German motorcycle racer (1966–2018)

Ralf Waldmann (14 July 1966 – 10 March 2018) was a German Grand Prix motorcycle road racer.

==Motorcycle racing career==
In 1996, Waldmann finished second to Max Biaggi in the 250cc world championship. In the 1997 season, he gave Biaggi a strong challenge, winning four races and finishing only two points behind the Italian. Kenny Roberts offered him a job for the 1998 season on a 500cc Modenas but the competition was too strong and he finished in 14th place. He returned to the 250 class the following year riding for the Aprilia team and retired from motorcycle competition after the 2002 season. Waldmann came out of semi-retirement in 2003 and signed with the new Harris WCM MotoGP team, but quit before the year began after failing to adapt to the new four-stroke Grand Prix bikes.

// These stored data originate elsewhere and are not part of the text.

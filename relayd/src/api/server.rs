//! API server setup and configuration.

use std::net::SocketAddr;
use std::sync::Arc;

use axum::Router;
use tokio::net::TcpListener;
use tokio_util::sync::CancellationToken;
use tower_http::cors::{Any, CorsLayer};
use tower_http::trace::TraceLayer;

use crate::api::routes;
use crate::error::Result;
use crate::fanout::HubHandle;
use crate::scene::SceneStateCell;
use crate::services::ServiceController;

/// API server configuration.
#[derive(Debug, Clone)]
pub struct ApiServerConfig {
    /// Server bind address
    pub bind_address: String,
    /// Server port
    pub port: u16,
    /// Enable CORS
    pub enable_cors: bool,
}

impl Default for ApiServerConfig {
    fn default() -> Self {
        Self {
            bind_address: "0.0.0.0".to_string(),
            port: 8089,
            enable_cors: true,
        }
    }
}

impl ApiServerConfig {
    /// Load API server config from environment variables, falling back to
    /// defaults.
    ///
    /// Supported env vars:
    /// - `API_BIND_ADDRESS` (e.g. "0.0.0.0")
    /// - `API_PORT` (e.g. "8089")
    pub fn from_env_or_default() -> Self {
        let mut config = Self::default();

        if let Ok(bind_address) = std::env::var("API_BIND_ADDRESS")
            && !bind_address.trim().is_empty()
        {
            config.bind_address = bind_address;
        }

        if let Ok(port) = std::env::var("API_PORT")
            && let Ok(parsed) = port.parse::<u16>()
        {
            config.port = parsed;
        }

        config
    }
}

/// Shared application state.
#[derive(Clone)]
pub struct AppState {
    pub controller: Arc<ServiceController>,
    pub scene: Arc<SceneStateCell>,
    pub hub: HubHandle,
}

/// API server.
pub struct ApiServer {
    config: ApiServerConfig,
    state: AppState,
    cancel_token: CancellationToken,
}

impl ApiServer {
    /// Create with state and a shutdown token.
    pub fn new(config: ApiServerConfig, state: AppState, cancel_token: CancellationToken) -> Self {
        Self {
            config,
            state,
            cancel_token,
        }
    }

    /// Build the router with all middleware and routes.
    fn build_router(&self) -> Router {
        let mut router = routes::create_router(self.state.clone());

        if self.config.enable_cors {
            let cors = CorsLayer::new()
                .allow_origin(Any)
                .allow_methods(Any)
                .allow_headers(Any);
            router = router.layer(cors);
        }

        router.layer(TraceLayer::new_for_http())
    }

    /// Start the server and serve until the token is cancelled.
    pub async fn run(&self) -> Result<()> {
        let addr: SocketAddr = format!("{}:{}", self.config.bind_address, self.config.port)
            .parse()
            .map_err(|e| crate::error::Error::Api(format!("Invalid address: {e}")))?;

        let router = self.build_router();
        let listener = TcpListener::bind(addr).await?;

        tracing::info!("API server listening on http://{addr}");

        let cancel_token = self.cancel_token.clone();
        axum::serve(listener, router)
            .with_graceful_shutdown(async move {
                cancel_token.cancelled().await;
                tracing::info!("API server shutting down...");
            })
            .await
            .map_err(|e| crate::error::Error::Api(format!("Server error: {e}")))?;

        Ok(())
    }
}
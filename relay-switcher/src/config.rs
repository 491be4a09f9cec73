//! Environment-driven configuration.

use std::path::PathBuf;
use std::str::FromStr;
use std::time::Duration;

/// Everything the switcher process needs to run.
#[derive(Debug, Clone)]
pub struct SwitcherSettings {
    pub probe: ProbeConfig,
    pub decider: DeciderConfig,
    pub encoder: EncoderConfig,
    /// Base URL of the fan-out server to notify after scene changes.
    pub peer_notify_url: Option<String>,
    pub bind_address: String,
    pub port: u16,
}

/// Probe target.
#[derive(Debug, Clone)]
pub struct ProbeConfig {
    pub stats_url: String,
    pub app_name: String,
    pub stream_name: String,
}

/// Scene decider tuning. The asymmetric dwell times keep brief camera
/// interruptions from flapping the program while letting a clean signal win
/// it back quickly.
#[derive(Debug, Clone, Copy)]
pub struct DeciderConfig {
    pub poll_interval: Duration,
    pub min_bitrate_kbps: u32,
    pub miss_timeout: Duration,
    pub back_stability: Duration,
}

impl Default for DeciderConfig {
    fn default() -> Self {
        Self {
            poll_interval: Duration::from_millis(500),
            min_bitrate_kbps: 300,
            miss_timeout: Duration::from_millis(3000),
            back_stability: Duration::from_millis(2000),
        }
    }
}

/// Encoder child configuration for the managed-restart switcher.
#[derive(Debug, Clone)]
pub struct EncoderConfig {
    pub ffmpeg_bin: String,
    /// Looping local file published while the camera is away.
    pub offline_source: PathBuf,
    /// Camera ingest URL.
    pub live_source_url: String,
    /// Downstream publish point.
    pub output_url: String,
    pub out_fps: u32,
    pub vid_bitrate: String,
    pub max_bitrate: String,
    pub buffer_size: String,
    pub audio_bitrate: String,
    pub audio_samplerate: u32,
}

impl Default for EncoderConfig {
    fn default() -> Self {
        Self {
            ffmpeg_bin: "ffmpeg".to_string(),
            offline_source: PathBuf::from("/opt/offline.mp4"),
            live_source_url: "rtmp://nginx-rtmp:1935/live/cam".to_string(),
            output_url: "rtmp://nginx-rtmp:1935/switch/out".to_string(),
            out_fps: 30,
            vid_bitrate: "6000k".to_string(),
            max_bitrate: "6000k".to_string(),
            buffer_size: "12M".to_string(),
            audio_bitrate: "160k".to_string(),
            audio_samplerate: 48000,
        }
    }
}

impl SwitcherSettings {
    /// Load settings from environment variables, falling back to defaults.
    pub fn from_env_or_default() -> Self {
        let decider_defaults = DeciderConfig::default();
        let encoder_defaults = EncoderConfig::default();

        Self {
            probe: ProbeConfig {
                stats_url: env_string("STATS_URL", "http://nginx-rtmp:8080/stat"),
                app_name: env_string("APP_NAME", "live"),
                stream_name: env_string("STREAM_NAME", "cam"),
            },
            decider: DeciderConfig {
                poll_interval: env_duration_ms("POLL_INTERVAL_MS", decider_defaults.poll_interval),
                min_bitrate_kbps: env_parse("MIN_BITRATE_KBPS", decider_defaults.min_bitrate_kbps),
                miss_timeout: env_duration_ms("CAM_MISS_TIMEOUT_MS", decider_defaults.miss_timeout),
                back_stability: env_duration_ms(
                    "CAM_BACK_STABILITY_MS",
                    decider_defaults.back_stability,
                ),
            },
            encoder: EncoderConfig {
                ffmpeg_bin: env_string("FFMPEG_BIN", &encoder_defaults.ffmpeg_bin),
                offline_source: PathBuf::from(env_string(
                    "OFFLINE_SOURCE",
                    "/opt/offline.mp4",
                )),
                live_source_url: env_string("LIVE_SOURCE_URL", &encoder_defaults.live_source_url),
                output_url: env_string("OUTPUT_URL", &encoder_defaults.output_url),
                out_fps: env_parse("OUT_FPS", encoder_defaults.out_fps),
                vid_bitrate: env_string("VID_BITRATE", &encoder_defaults.vid_bitrate),
                max_bitrate: env_string("MAX_BITRATE", &encoder_defaults.max_bitrate),
                buffer_size: env_string("BUFFER_SIZE", &encoder_defaults.buffer_size),
                audio_bitrate: env_string("AUDIO_BITRATE", &encoder_defaults.audio_bitrate),
                audio_samplerate: env_parse("AUDIO_SAMPLERATE", encoder_defaults.audio_samplerate),
            },
            peer_notify_url: std::env::var("PEER_SCENE_NOTIFY_URL")
                .ok()
                .filter(|v| !v.trim().is_empty()),
            bind_address: env_string("SWITCHER_BIND_ADDRESS", "0.0.0.0"),
            port: env_parse("SWITCHER_PORT", 8088),
        }
    }
}

fn env_string(name: &str, default: &str) -> String {
    std::env::var(name)
        .ok()
        .filter(|v| !v.trim().is_empty())
        .unwrap_or_else(|| default.to_string())
}

fn env_parse<T: FromStr + Copy>(name: &str, default: T) -> T {
    std::env::var(name)
        .ok()
        .and_then(|v| v.trim().parse().ok())
        .unwrap_or(default)
}

fn env_duration_ms(name: &str, default: Duration) -> Duration {
    std::env::var(name)
        .ok()
        .and_then(|v| v.trim().parse::<u64>().ok())
        .map(Duration::from_millis)
        .unwrap_or(default)
}

#[cfg(test)]
mod tests {
    use super::*;

    #[test]
    fn decider_defaults_match_watchdog_tuning() {
        let config = DeciderConfig::default();
        assert_eq!(config.poll_interval, Duration::from_millis(500));
        assert_eq!(config.min_bitrate_kbps, 300);
        assert_eq!(config.miss_timeout, Duration::from_secs(3));
        assert_eq!(config.back_stability, Duration::from_secs(2));
    }

    #[test]
    fn settings_have_sane_defaults() {
        let settings = SwitcherSettings::from_env_or_default();
        assert!(settings.probe.stats_url.starts_with("http"));
        assert_eq!(settings.probe.app_name, "live");
        assert_eq!(settings.encoder.out_fps, 30);
        assert_eq!(settings.port, 8088);
    }
}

Waldmann's final win at the British Grand Prix in 2000 is of particular note. Running on wet tyres on a drying track he trailed the leaders by over a minute and half with ten laps remaining. But as rain started to fall again, he came back from almost a lap down to win the race at the final corner, just 0.3 seconds from Frenchman Olivier Jacque.

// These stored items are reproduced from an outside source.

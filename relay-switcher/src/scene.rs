//! The program scene.

use std::fmt;
use std::str::FromStr;

use serde::{Deserialize, Serialize};
use thiserror::Error;

/// The selected program source at a given moment. The program is always in
/// exactly one scene.
#[derive(Debug, Clone, Copy, PartialEq, Eq, Serialize, Deserialize)]
#[serde(rename_all = "UPPERCASE")]
pub enum Scene {
    /// Camera ingest.
    Live,
    /// Looping offline source.
    Fallback,
}

impl Scene {
    /// Lowercase form used in URL path segments.
    pub fn as_path_segment(&self) -> &'static str {
        match self {
            Scene::Live => "live",
            Scene::Fallback => "fallback",
        }
    }
}

impl fmt::Display for Scene {
    fn fmt(&self, f: &mut fmt::Formatter<'_>) -> fmt::Result {
        f.write_str(self.as_path_segment())
    }
}

#[derive(Debug, Error)]
#[error("unknown scene: {0}")]
pub struct ParseSceneError(String);

impl FromStr for Scene {
    type Err = ParseSceneError;

    fn from_str(s: &str) -> std::result::Result<Self, Self::Err> {
        match s.to_ascii_lowercase().as_str() {
            "live" => Ok(Scene::Live),
            "fallback" => Ok(Scene::Fallback),
            other => Err(ParseSceneError(other.to_string())),
        }
    }
}

#[cfg(test)]
mod tests {
    use super::*;

    #[test]
    fn parses_case_insensitively() {
        assert_eq!("LIVE".parse::<Scene>().unwrap(), Scene::Live);
        assert_eq!("fallback".parse::<Scene>().unwrap(), Scene::Fallback);
        assert!("offline".parse::<Scene>().is_err());
    }

    #[test]
    fn serializes_uppercase() {
        assert_eq!(serde_json::to_string(&Scene::Live).unwrap(), "\"LIVE\"");
        assert_eq!(
            serde_json::to_string(&Scene::Fallback).unwrap(),
            "\"FALLBACK\""
        );
    }
}
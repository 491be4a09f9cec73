//! relay-switcher library crate.
//!
//! Owns the closed decision loop of the relay: probe the RTMP statistics
//! endpoint, decide which scene should be on program, and effect the change
//! on the encoder process.

pub mod api;
pub mod config;
pub mod decider;
pub mod driver;
pub mod error;
pub mod logging;
pub mod notify;
pub mod scene;
pub mod switcher;

pub use error::{Error, Result};
pub use scene::Scene;
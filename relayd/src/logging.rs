//! Logging setup.
//!
//! Console output always; when a log directory is configured, a second
//! daily-rolling file layer is added.

use tracing_appender::non_blocking::WorkerGuard;
use tracing_subscriber::{EnvFilter, fmt, layer::SubscriberExt, util::SubscriberInitExt};

/// Default log filter directive.
pub const DEFAULT_LOG_FILTER: &str = "relayd=info,bollard=warn,tower_http=warn,hyper=warn";

/// Initialize logging. Keep the returned guard alive for the process
/// lifetime when file logging is enabled.
pub fn init_logging(log_dir: Option<&str>) -> crate::Result<Option<WorkerGuard>> {
    let filter =
        EnvFilter::try_from_default_env().unwrap_or_else(|_| EnvFilter::new(DEFAULT_LOG_FILTER));

    let registry = tracing_subscriber::registry()
        .with(filter)
        .with(fmt::layer());

    match log_dir {
        Some(dir) => {
            std::fs::create_dir_all(dir)?;
            let appender = tracing_appender::rolling::daily(dir, "relayd.log");
            let (non_blocking, guard) = tracing_appender::non_blocking(appender);
            registry
                .with(fmt::layer().with_writer(non_blocking).with_ansi(false))
                .try_init()
                .map_err(|e| crate::Error::config(format!("failed to initialize logging: {e}")))?;
            Ok(Some(guard))
        }
        None => {
            registry
                .try_init()
                .map_err(|e| crate::Error::config(format!("failed to initialize logging: {e}")))?;
            Ok(None)
        }
    }
}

In 2009, Waldmann joined Martin Wimmer in buying out the motorbike manufacturing company MZ, from the Hong Leong Group. He also had a brief return to Grand Prix motorcycle racing, substituting for the injured rider Vladimir Leonov at the British Grand Prix.

==Death==
Waldmann died on 10 March 2018 in Ennepetal, Germany of a suspected heart attack at the age of 51.

==Career statistics==

===Grand Prix motorcycle racing===

====By class====

| Class | Season | 1st GP | 1st Pod | 1st Win | Race | Win | Podiums | Pole | FLap | Pts | WChmp |
|---|---|---|---|---|---|---|---|---|---|---|---|
| 80cc | 1986–1989 | 1986 Baden-Württemberg |  |  | 12 | 0 | 0 | 0 | 0 | 24 | 0 |
| 125cc | 1988–1993 | 1989 Great Britain | 1991 Germany | 1991 Germany | 55 | 6 | 15 | 2 | 6 | 432 | 0 |
| 250cc | 1994–1997, 1999–2000, 2002, 2009 | 1994 Australia | 1994 Italy | 1994 Italy | 90 | 14 | 35 | 8 | 10 | 1166 | 0 |
| 500cc | 1998 | 1998 Japan |  |  | 12 | 0 | 0 | 0 | 0 | 46 | 0 |
| Total | 1986–2000, 2002, 2009 |  |  |  | 169 | 20 | 50 | 10 | 16 | 1668 | 0 |

====Races by year====
(key) (Races in bold indicate pole position) (Races in italics indicate fastest lap)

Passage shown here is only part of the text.